//! End-to-end agent flow against a real facilitator and a gated resource
//! server, both bound to ephemeral localhost ports.
//!
//! The facilitator runs the mock executor, so no funds move; signatures and
//! receipts are real.

use std::sync::atomic::{AtomicU32, Ordering};
use std::sync::Arc;

use actix_web::{web, App, HttpRequest, HttpResponse, HttpServer};
use alloy::primitives::Address;
use alloy::signers::local::PrivateKeySigner;
use serde_json::json;

use x402_agent::{pay_once, Agent, PaymentEvent, SpendingPolicy};
use x402_core::response::PublisherConfig;
use x402_core::Network;
use x402_facilitator::config::FacilitatorConfig;
use x402_facilitator::executor::{Executor, MockExecutor};
use x402_facilitator::routes;
use x402_facilitator::state::AppState;
use x402_gate::{payment_response_header, require_payment, Gate, GateConfig};

const SECRET: &[u8] = b"agent-flow-shared-secret-32-bytes!!";

async fn spawn_facilitator() -> String {
    let state = web::Data::new(AppState {
        config: FacilitatorConfig {
            port: 0,
            jwt_secret: SECRET.to_vec(),
            fee_percent: 2.0,
            fee_bps: 200,
            facilitator_url: "http://127.0.0.1".to_string(),
            mock_transfers: true,
            private_key: None,
            rpc_url: None,
            receipt_ttl_secs: 3_600,
            rate_limit_rpm: 10_000,
            metrics_token: None,
        },
        executor: Executor::Mock(MockExecutor),
    });

    let server = HttpServer::new(move || {
        App::new()
            .app_data(state.clone())
            .configure(routes::configure)
    })
    .workers(1)
    .bind(("127.0.0.1", 0))
    .unwrap();
    let port = server.addrs()[0].port();
    actix_rt::spawn(server.run());
    format!("http://127.0.0.1:{port}")
}

struct ResourceState {
    gate: Gate,
    hits: Arc<AtomicU32>,
}

async fn article(req: HttpRequest, state: web::Data<ResourceState>) -> HttpResponse {
    state.hits.fetch_add(1, Ordering::SeqCst);
    match require_payment(&state.gate, &req) {
        Ok(ctx) => {
            let (name, value) = payment_response_header(&ctx.receipt);
            HttpResponse::Ok()
                .insert_header((name, value))
                .json(json!({"content": "the article"}))
        }
        Err(resp) => resp,
    }
}

async fn spawn_resource(facilitator_url: &str, price: &str) -> (String, Arc<AtomicU32>) {
    let hits = Arc::new(AtomicU32::new(0));
    let hits_clone = Arc::clone(&hits);
    let facilitator_url = facilitator_url.to_string();
    let price = price.to_string();

    let server = HttpServer::new(move || {
        let gate = Gate::new(GateConfig::with_secret(
            PublisherConfig {
                pay_to: Address::ZERO,
                price: price.clone(),
                network: Network::BaseMainnet,
                facilitator_url: facilitator_url.clone(),
                description: Some("test article".to_string()),
            },
            SECRET,
        ));
        App::new()
            .app_data(web::Data::new(ResourceState {
                gate,
                hits: Arc::clone(&hits_clone),
            }))
            .route("/article", web::get().to(article))
    })
    .workers(1)
    .bind(("127.0.0.1", 0))
    .unwrap();
    let port = server.addrs()[0].port();
    actix_rt::spawn(server.run());
    (format!("http://127.0.0.1:{port}"), hits)
}

#[actix_rt::test]
async fn paid_fetch_end_to_end() {
    let facilitator = spawn_facilitator().await;
    let (resource, hits) = spawn_resource(&facilitator, "0.01").await;

    let events: Arc<std::sync::Mutex<Vec<String>>> = Arc::default();
    let events_clone = Arc::clone(&events);

    let agent = Agent::new(PrivateKeySigner::random(), Network::BaseMainnet).on_event(
        move |event| {
            let label = match event {
                PaymentEvent::Started { .. } => "started",
                PaymentEvent::Success { .. } => "success",
                PaymentEvent::Failed { .. } => "failed",
            };
            events_clone.lock().unwrap().push(label.to_string());
        },
    );

    let resp = agent
        .fetch(&format!("{resource}/article"), reqwest::Method::GET)
        .await
        .unwrap();

    assert_eq!(resp.status().as_u16(), 200);
    assert!(resp.headers().get("X-PAYMENT-RESPONSE").is_some());
    let body: serde_json::Value = resp.json().await.unwrap();
    assert_eq!(body["content"], "the article");

    // Bare request (402) + paid retry (200).
    assert_eq!(hits.load(Ordering::SeqCst), 2);
    // 0.01 USDC in smallest units.
    assert_eq!(agent.total_spent().to_string(), "10000");
    assert_eq!(
        *events.lock().unwrap(),
        vec!["started".to_string(), "success".to_string()]
    );
}

#[actix_rt::test]
async fn second_fetch_reuses_cached_receipt() {
    let facilitator = spawn_facilitator().await;
    let (resource, hits) = spawn_resource(&facilitator, "0.01").await;

    let agent = Agent::new(PrivateKeySigner::random(), Network::BaseMainnet);
    let url = format!("{resource}/article");

    let first = agent.fetch(&url, reqwest::Method::GET).await.unwrap();
    assert_eq!(first.status().as_u16(), 200);

    let second = agent.fetch(&url, reqwest::Method::GET).await.unwrap();
    assert_eq!(second.status().as_u16(), 200);

    // First fetch: bare + paid. Second fetch: exactly one request, carrying
    // the cached token.
    assert_eq!(hits.load(Ordering::SeqCst), 3);
    // Paid once, not twice.
    assert_eq!(agent.total_spent().to_string(), "10000");
}

#[actix_rt::test]
async fn per_request_limit_blocks_before_payment() {
    let facilitator = spawn_facilitator().await;
    let (resource, hits) = spawn_resource(&facilitator, "5.00").await;

    let agent = Agent::new(PrivateKeySigner::random(), Network::BaseMainnet)
        .with_policy(&SpendingPolicy {
            max_per_request: Some("1.00".to_string()),
            max_total: None,
            allowed_domains: vec![],
        })
        .unwrap();

    let err = agent
        .fetch(&format!("{resource}/article"), reqwest::Method::GET)
        .await
        .unwrap_err();

    assert_eq!(err.code(), "PER_REQUEST_LIMIT");
    // Only the bare request reached the resource; nothing was paid.
    assert_eq!(hits.load(Ordering::SeqCst), 1);
    assert_eq!(agent.total_spent().to_string(), "0");
}

#[actix_rt::test]
async fn domain_allow_list_blocks_unlisted_hosts() {
    let facilitator = spawn_facilitator().await;
    let (resource, _) = spawn_resource(&facilitator, "0.01").await;

    let agent = Agent::new(PrivateKeySigner::random(), Network::BaseMainnet)
        .with_policy(&SpendingPolicy {
            max_per_request: None,
            max_total: None,
            allowed_domains: vec!["api.example.com".to_string()],
        })
        .unwrap();

    let err = agent
        .fetch(&format!("{resource}/article"), reqwest::Method::GET)
        .await
        .unwrap_err();
    assert_eq!(err.code(), "DOMAIN_NOT_ALLOWED");
}

#[actix_rt::test]
async fn standalone_pay_once_fetches() {
    let facilitator = spawn_facilitator().await;
    let (resource, _) = spawn_resource(&facilitator, "0.01").await;

    let resp = pay_once(
        &format!("{resource}/article"),
        reqwest::Method::GET,
        "0.10",
        None,
    )
    .await
    .unwrap();
    assert_eq!(resp.status().as_u16(), 200);
}

#[actix_rt::test]
async fn standalone_pay_once_respects_max_price() {
    let facilitator = spawn_facilitator().await;
    let (resource, hits) = spawn_resource(&facilitator, "0.50").await;

    let err = pay_once(
        &format!("{resource}/article"),
        reqwest::Method::GET,
        "0.01",
        None,
    )
    .await
    .unwrap_err();

    assert_eq!(err.code(), "PER_REQUEST_LIMIT");
    assert_eq!(hits.load(Ordering::SeqCst), 1);
}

TASK REQUIREMENTS: Each line shown above needs to be transcribed exactly.

OUTPUT OF THE EXERCISE:
//! End-to-end agent flow against a real facilitator and a gated resource
//! server, both bound to ephemeral localhost ports.
//!
//! The facilitator runs the mock executor, so no funds move; signatures and
//! receipts are real.

use std::sync::atomic::{AtomicU32, Ordering};
use std::sync::Arc;

use actix_web::{web, App, HttpRequest, HttpResponse, HttpServer};
use alloy::primitives::Address;
use alloy::signers::local::PrivateKeySigner;
use serde_json::json;

use x402_agent::{pay_once, Agent, PaymentEvent, SpendingPolicy};
use x402_core::response::PublisherConfig;
use x402_core::Network;
use x402_facilitator::config::FacilitatorConfig;
use x402_facilitator::executor::{Executor, MockExecutor};
use x402_facilitator::routes;
use x402_facilitator::state::AppState;
use x402_gate::{payment_response_header, require_payment, Gate, GateConfig};

const SECRET: &[u8] = b"agent-flow-shared-secret-32-bytes!!";

async fn spawn_facilitator() -> String {
    let state = web::Data::new(AppState {
        config: FacilitatorConfig {
            port: 0,
            jwt_secret: SECRET.to_vec(),
            fee_percent: 2.0,
            fee_bps: 200,
            facilitator_url: "http://127.0.0.1".to_string(),
            mock_transfers: true,
            private_key: None,
            rpc_url: None,
            receipt_ttl_secs: 3_600,
            rate_limit_rpm: 10_000,
            metrics_token: None,
        },
        executor: Executor::Mock(MockExecutor),
    });

    let server = HttpServer::new(move || {
        App::new()
            .app_data(state.clone())
            .configure(routes::configure)
    })
    .workers(1)
    .bind(("127.0.0.1", 0))
    .unwrap();
    let port = server.addrs()[0].port();
    actix_rt::spawn(server.run());
    format!("http://127.0.0.1:{port}")
}

struct ResourceState {
    gate: Gate,
    hits: Arc<AtomicU32>,
}

async fn article(req: HttpRequest, state: web::Data<ResourceState>) -> HttpResponse {
    state.hits.fetch_add(1, Ordering::SeqCst);
    match require_payment(&state.gate, &req) {
        Ok(ctx) => {
            let (name, value) = payment_response_header(&ctx.receipt);
            HttpResponse::Ok()
                .insert_header((name, value))
                .json(json!({"content": "the article"}))
        }
        Err(resp) => resp,
    }
}

async fn spawn_resource(facilitator_url: &str, price: &str) -> (String, Arc<AtomicU32>) {
    let hits = Arc::new(AtomicU32::new(0));
    let hits_clone = Arc::clone(&hits);
    let facilitator_url = facilitator_url.to_string();
    let price = price.to_string();

    let server = HttpServer::new(move || {
        let gate = Gate::new(GateConfig::with_secret(
            PublisherConfig {
                pay_to: Address::ZERO,
                price: price.clone(),
                network: Network::BaseMainnet,
                facilitator_url: facilitator_url.clone(),
                description: Some("test article".to_string()),
            },
            SECRET,
        ));
        App::new()
            .app_data(web::Data::new(ResourceState {
                gate,
                hits: Arc::clone(&hits_clone),
            }))
            .route("/article", web::get().to(article))
    })
    .workers(1)
    .bind(("127.0.0.1", 0))
    .unwrap();
    let port = server.addrs()[0].port();
    actix_rt::spawn(server.run());
    (format!("http://127.0.0.1:{port}"), hits)
}

#[actix_rt::test]
async fn paid_fetch_end_to_end() {
    let facilitator = spawn_facilitator().await;
    let (resource, hits) = spawn_resource(&facilitator, "0.01").await;

    let events: Arc<std::sync::Mutex<Vec<String>>> = Arc::default();
    let events_clone = Arc::clone(&events);

    let agent = Agent::new(PrivateKeySigner::random(), Network::BaseMainnet).on_event(
        move |event| {
            let label = match event {
                PaymentEvent::Started { .. } => "started",
                PaymentEvent::Success { .. } => "success",
                PaymentEvent::Failed { .. } => "failed",
            };
            events_clone.lock().unwrap().push(label.to_string());
        },
    );

    let resp = agent
        .fetch(&format!("{resource}/article"), reqwest::Method::GET)
        .await
        .unwrap();

    assert_eq!(resp.status().as_u16(), 200);
    assert!(resp.headers().get("X-PAYMENT-RESPONSE").is_some());
    let body: serde_json::Value = resp.json().await.unwrap();
    assert_eq!(body["content"], "the article");

    // Bare request (402) + paid retry (200).
    assert_eq!(hits.load(Ordering::SeqCst), 2);
    // 0.01 USDC in smallest units.
    assert_eq!(agent.total_spent().to_string(), "10000");
    assert_eq!(
        *events.lock().unwrap(),
        vec!["started".to_string(), "success".to_string()]
    );
}

#[actix_rt::test]
async fn second_fetch_reuses_cached_receipt() {
    let facilitator = spawn_facilitator().await;
    let (resource, hits) = spawn_resource(&facilitator, "0.01").await;

    let agent = Agent::new(PrivateKeySigner::random(), Network::BaseMainnet);
    let url = format!("{resource}/article");

    let first = agent.fetch(&url, reqwest::Method::GET).await.unwrap();
    assert_eq!(first.status().as_u16(), 200);

    let second = agent.fetch(&url, reqwest::Method::GET).await.unwrap();
    assert_eq!(second.status().as_u16(), 200);

    // First fetch: bare + paid. Second fetch: exactly one request, carrying
    // the cached token.
    assert_eq!(hits.load(Ordering::SeqCst), 3);
    // Paid once, not twice.
    assert_eq!(agent.total_spent().to_string(), "10000");
}

#[actix_rt::test]
async fn per_request_limit_blocks_before_payment() {
    let facilitator = spawn_facilitator().await;
    let (resource, hits) = spawn_resource(&facilitator, "5.00").await;

    let agent = Agent::new(PrivateKeySigner::random(), Network::BaseMainnet)
        .with_policy(&SpendingPolicy {
            max_per_request: Some("1.00".to_string()),
            max_total: None,
            allowed_domains: vec![],
        })
        .unwrap();

    let err = agent
        .fetch(&format!("{resource}/article"), reqwest::Method::GET)
        .await
        .unwrap_err();

    assert_eq!(err.code(), "PER_REQUEST_LIMIT");
    // Only the bare request reached the resource; nothing was paid.
    assert_eq!(hits.load(Ordering::SeqCst), 1);
    assert_eq!(agent.total_spent().to_string(), "0");
}

#[actix_rt::test]
async fn domain_allow_list_blocks_unlisted_hosts() {
    let facilitator = spawn_facilitator().await;
    let (resource, _) = spawn_resource(&facilitator, "0.01").await;

    let agent = Agent::new(PrivateKeySigner::random(), Network::BaseMainnet)
        .with_policy(&SpendingPolicy {
            max_per_request: None,
            max_total: None,
            allowed_domains: vec!["api.example.com".to_string()],
        })
        .unwrap();

    let err = agent
        .fetch(&format!("{resource}/article"), reqwest::Method::GET)
        .await
        .unwrap_err();
    assert_eq!(err.code(), "DOMAIN_NOT_ALLOWED");
}

#[actix_rt::test]
async fn standalone_pay_once_fetches() {
    let facilitator = spawn_facilitator().await;
    let (resource, _) = spawn_resource(&facilitator, "0.01").await;

    let resp = pay_once(
        &format!("{resource}/article"),
        reqwest::Method::GET,
        "0.10",
        None,
    )
    .await
    .unwrap();
    assert_eq!(resp.status().as_u16(), 200);
}

#[actix_rt::test]
async fn standalone_pay_once_respects_max_price() {
    let facilitator = spawn_facilitator().await;
    let (resource, hits) = spawn_resource(&facilitator, "0.50").await;

    let err = pay_once(
        &format!("{resource}/article"),
        reqwest::Method::GET,
        "0.01",
        None,
    )
    .await
    .unwrap_err();

    assert_eq!(err.code(), "PER_REQUEST_LIMIT");
    assert_eq!(hits.load(Ordering::SeqCst), 1);
}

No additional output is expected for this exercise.